ニューラルネットワークでは、ノードが層として配置されいます。ノードでできた複数の層によってディープラーニングのネットワークは成り立っています。で、情報がこのネットワーク内を飛び交いちがいに作用することが、マシンの処理、つまり予測や決断に影響するというわけ。

ノードの次に鍵となるのは、重み(ウェイト)。これは、「取り込まれる情報の重要性」を数値で表したもの。入力されたデータにノードが重みをつけ、この重みの値によって、次の層へ情報をパスしたりしなかったりします。

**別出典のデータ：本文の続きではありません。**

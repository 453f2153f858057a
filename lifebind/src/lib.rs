//! # Lifebind
//!
//! Bind producers to consumers without holding on to the subscription.
//!
//! Lifebind provides:
//!
//! - **Lifetime-gated release**: [`retain_until_release_of`] keeps a resource
//!   until a watched object becomes unreachable, then releases it
//! - **Liveness tokens**: weak, non-owning probes over watched objects
//! - **A background sweeper**: one per registry, started on first use
//! - **Binding helpers**: one-to-one and fan-out binds over [`bind::Producer`]
//!   and [`bind::Consumer`]
//! - **Resource bags**: release a group of resources together on drop
//!
//! ## Quick Start
//!
//! ```rust,ignore
//! use lifebind::prelude::*;
//! use std::sync::Arc;
//!
//! let feed = Arc::new(PriceFeed::new());
//!
//! // The binding is released shortly after `feed` is dropped.
//! bind(&feed, |price: f64| println!("{price}"));
//! drop(feed);
//! ```

#![forbid(unsafe_code)]
#![warn(
    clippy::all,
    clippy::pedantic,
    missing_docs,
    rust_2018_idioms
)]
#![allow(
    clippy::module_name_repetitions,
    clippy::must_use_candidate,
    clippy::missing_errors_doc,
    clippy::missing_panics_doc
)]

pub mod bind;
pub mod config;
pub mod errors;
pub mod events;
pub mod liveness;
pub mod observability;
pub mod registry;
pub mod resource;
pub mod retain;
pub mod testing;

pub use retain::{retain_until_release_of, RetainExt};

/// Prelude module for convenient imports
pub mod prelude {
    pub use crate::bind::{
        bind, bind_all, bind_all_optional, bind_optional, bind_with, connect,
        connect_all, Consumer, Producer,
    };
    pub use crate::config::RegistryConfig;
    pub use crate::errors::{LifebindError, ReleaseError};
    pub use crate::events::{CollectingEventSink, EventSink, LoggingEventSink, NoOpEventSink};
    pub use crate::liveness::{LivenessToken, Watchable};
    pub use crate::registry::{
        configure_global, global, EntryId, ResourceRegistry, SweepReport, Sweeper,
        SweeperHandle,
    };
    pub use crate::resource::{Resource, ResourceBag, Subscription};
    pub use crate::retain::{retain_until_release_of, RetainExt};
}
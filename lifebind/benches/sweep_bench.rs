//! Benchmarks for registry sweeps.

use criterion::{black_box, criterion_group, criterion_main, BatchSize, Criterion};
use lifebind::prelude::*;
use lifebind::testing::CountingResource;
use std::sync::Arc;

fn manual_registry() -> Arc<ResourceRegistry> {
    ResourceRegistry::new(RegistryConfig::new().with_auto_start(false))
        .unwrap_or_else(|e| panic!("invalid bench config: {e}"))
}

fn sweep_benchmark(c: &mut Criterion) {
    let live = Arc::new(());
    let idle = manual_registry();
    for _ in 0..1_000 {
        idle.register(CountingResource::new(), LivenessToken::new(&live));
    }
    c.bench_function("sweep_1000_live", |b| {
        b.iter(|| black_box(idle.sweep_once()))
    });

    c.bench_function("sweep_1000_expired", |b| {
        b.iter_batched(
            || {
                let registry = manual_registry();
                for _ in 0..1_000 {
                    registry.register(CountingResource::new(), LivenessToken::expired());
                }
                registry
            },
            |registry| black_box(registry.sweep_once()),
            BatchSize::SmallInput,
        )
    });
}

criterion_group!(benches, sweep_benchmark);
criterion_main!(benches);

つまり、ニューラルネットワークというものは、入力されたデータについて、外部サポートなしでもアルゴリズム自身で結論を出せるような構造になっているということ。このプラグラムをベースとして、アルゴリズムは膨大なデータのつながりを認識し、人間のように答えを導き出すことができるのです。

なぜ、AI開発にはマシンラーニングが必要不可欠なのか

マシンラーンングの存在によって、かつては人間だけが可能であった物事を理解し、次を予想するという動きがマシンでも可能になります。

たくさんの不可能を可能するもので、医療分野の発展などで大きな期待が寄せられています。と同時に、国防やプライバシーにおいて不安視する声もあります。

AIが善であろうと悪であろうと、世界中で大きな影響を与えることはまちがいありません。